И еще один голос — человека, с которым я не знакома:

— Если бы не революция, Россия лет через двадцать вышла бы на первое место в мире. Первое место… Кому это было нужно? Никому!

— Здешним это тоже не нужно! — добавляет кто-то. — Чтобы Россия окрепла? Зачем? Читайте американские газеты.

И еще один голос:

— Мы здесь живем по тридцать лет, но мы не американцы, мы — русские!

В своем углу расшумелись дети.

— Видите, у вас стали мало рожать, поэтому мы восполняем. В Наяке в каждой семье не меньше трех-четырех детей. Поглядите, у молодежи тоже много детей!

…Я сидела, слушала, и мне становилось не по себе. Сколько страсти, неотрывности от родной почвы было в этих людях, большинство семей которых жестоко пострадало во время революции. Есть ли у них желание примирения, стремление помочь? Не знаю. Кое с чем в их разговорах я не могла согласиться, но начало, безусловно, положено: есть огромная потребность в диалоге, к встречам с советскими людьми, огромная тяга к новой информации. И есть большое незнание и потому нередко искаженное понимание того, что у нас происходит. Ревнивое непонимание, непонимание людей, которым все небезразлично.
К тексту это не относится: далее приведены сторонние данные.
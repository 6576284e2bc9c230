//! Pure connection state management for MQTT client
//!
//! This module contains pure functions for connection state management,
//! reconnection policy and broker option construction.

use crate::config::BrokerSection;
use crate::error::MessagingError;
use crate::protocol::QoS;
use rumqttc::MqttOptions;
use rumqttc::Transport as RumqttcTransport;
use std::time::Duration;
use url::Url;

/// Connection state for MQTT client
#[derive(Debug, Clone, Copy, PartialEq, Eq)]
pub enum ConnectionState {
    /// Initial and terminal state
    Disconnected,
    /// Initial handshake in progress
    Connecting,
    /// Session accepted by the broker
    Connected,
    /// Link lost, waiting to retry (attempt count starts at 1)
    Reconnecting { attempt: u32 },
    /// Explicit shutdown in progress
    Disconnecting,
}

/// Bounded exponential backoff for automatic reconnection
#[derive(Debug, Clone, PartialEq, Eq)]
pub struct ReconnectPolicy {
    /// Attempts before the link is declared lost
    pub max_attempts: u32,
    /// Delay before the first attempt
    pub initial_delay: Duration,
    /// Cap applied after doubling
    pub max_delay: Duration,
}

impl Default for ReconnectPolicy {
    fn default() -> Self {
        Self {
            max_attempts: 10,
            initial_delay: Duration::from_millis(100),
            max_delay: Duration::from_secs(5),
        }
    }
}

impl ReconnectPolicy {
    /// Delay before the given attempt: `initial * 2^(attempt-1)`, capped at `max_delay`
    pub fn backoff_delay(&self, attempt: u32) -> Duration {
        let exponent = attempt.saturating_sub(1).min(31);
        let factor = 1u32 << exponent;
        self.initial_delay
            .checked_mul(factor)
            .map_or(self.max_delay, |delay| delay.min(self.max_delay))
    }

    /// Sum of all backoff delays, the longest a reconnection cycle sleeps
    pub fn backoff_window(&self) -> Duration {
        (1..=self.max_attempts)
            .map(|attempt| self.backoff_delay(attempt))
            .sum()
    }
}

pub(crate) fn to_mqtt_qos(qos: QoS) -> rumqttc::QoS {
    match qos {
        QoS::AtMostOnce => rumqttc::QoS::AtMostOnce,
        QoS::AtLeastOnce => rumqttc::QoS::AtLeastOnce,
        QoS::ExactlyOnce => rumqttc::QoS::ExactlyOnce,
    }
}

pub(crate) fn from_mqtt_qos(qos: rumqttc::QoS) -> QoS {
    match qos {
        rumqttc::QoS::AtMostOnce => QoS::AtMostOnce,
        rumqttc::QoS::AtLeastOnce => QoS::AtLeastOnce,
        rumqttc::QoS::ExactlyOnce => QoS::ExactlyOnce,
    }
}

/// Parsed broker endpoint
#[derive(Debug, Clone, PartialEq, Eq)]
pub struct BrokerEndpoint {
    pub host: String,
    pub port: u16,
    pub tls: bool,
}

/// Pure function to extract host, port and TLS flag from the broker URL
pub fn parse_broker_url(broker_url: &str) -> Result<BrokerEndpoint, MessagingError> {
    let url = Url::parse(broker_url)
        .map_err(|_| MessagingError::connection(format!("invalid broker URL: {broker_url}")))?;

    let tls = matches!(url.scheme(), "mqtts" | "ssl");
    if !tls && !matches!(url.scheme(), "mqtt" | "tcp") {
        return Err(MessagingError::connection(format!(
            "unsupported broker URL scheme: {}",
            url.scheme()
        )));
    }

    let host = url
        .host_str()
        .ok_or_else(|| MessagingError::connection(format!("broker URL has no host: {broker_url}")))?;
    let port = url.port().unwrap_or(if tls { 8883 } else { 1883 });

    Ok(BrokerEndpoint {
        host: host.to_string(),
        port,
        tls,
    })
}

/// Pure function to configure MQTT options from config
pub fn configure_mqtt_options(
    config: &BrokerSection,
    client_id: &str,
) -> Result<MqttOptions, MessagingError> {
    let endpoint = parse_broker_url(&config.host_url)?;

    if config.username.is_empty() || config.password.is_empty() {
        return Err(MessagingError::connection(
            "broker credentials must not be empty",
        ));
    }

    let mut mqtt_options = MqttOptions::new(client_id, endpoint.host, endpoint.port);

    if endpoint.tls {
        mqtt_options.set_transport(RumqttcTransport::tls_with_default_config());
    }

    mqtt_options.set_credentials(&config.username, &config.password);
    mqtt_options.set_keep_alive(Duration::from_secs(config.keep_alive_secs));
    mqtt_options.set_clean_session(config.clean_session);

    // Acks are sent by the dispatch pipeline once the handler has decided
    mqtt_options.set_manual_acks(true);

    mqtt_options.set_max_packet_size(256 * 1024, 256 * 1024);

    Ok(mqtt_options)
}
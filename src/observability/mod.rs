//! Observability: structured logging and dispatch statistics

pub mod logging;
pub mod metrics;

pub use logging::{init_default_logging, init_logging, LogFormat};
pub use metrics::{DispatchSnapshot, DispatchStats};

// Span macros for structured logging
pub use logging::{dispatch_span, mqtt_span};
Мы пили кофе, заходили новые люди, знакомились. Разговор зашел о том, как могла так замечательно сохранить русская эмиграция свои традиции, — разговор, который почти всегда случается со всеми эмигрантами первой волны. Церкви, перестроенные из гаражей, из частных квартир (как старые часовни в Сан-Франциско), храмы, созданные своими руками, как создал и украсил храм Покрова Пресвятой Богородицы в Наяке покойный отец Серафим Слободской, воскресные школы, я там бывала, дети учат русский язык, в том числе и по советскому школьному букварю, религиозные праздники, которые отмечаются очень торжественно, русские имена, стремление заключать браки между русскими же… А ведь прошло больше семидесяти лет, продолжение традиций — дело совсем непростое, тем более во все и всех с легкостью перемалывающей Америке…

Мы сидели и вместе рассуждали, каковы же причины. Первой почти все назвали родителей. Упорное воспитание в традициях русской культуры. Очень важны были в свое время русские гимназии и кадетские корпуса, где обучение шло на русском языке и преподавали блестящие русские учителя, часто бывшие профессора. Важную роль играла и играет церковь, объединяющая людей. И еще благотворительные общества, которые помогают попавшим в беду. Работы в таких обществах много, тем более что деньги собирать трудно, очень богатых людей среди старой русской эмиграции почти нет. «Камфортабл», как говорят американцы, то есть хорошо обеспечены сейчас, в третьем-четвертом поколении многие, почти все, потому что почти все получили хорошее образование и довольно быстро становятся на ноги.

…Так мы сидели и разговаривали, пока одна из «первых ласточек» перестройки среди первой эмиграции — Коля Трубецкой не напомнил мне, что пора ехать на ферму, к Вере Константиновне Романовой. Меня дружно напутствовали, уверяя, что все будет хорошо, что в пасхальные дни можно ходить друг к другу в гости безо всякого приглашения.

Расставались мы дружески, уезжать не хотелось, казалось, мы только-только разговорились, но, как выяснилось, Коля заранее составил, как это принято у американцев, твердое расписание поездок и встреч на весь сегодняшний день.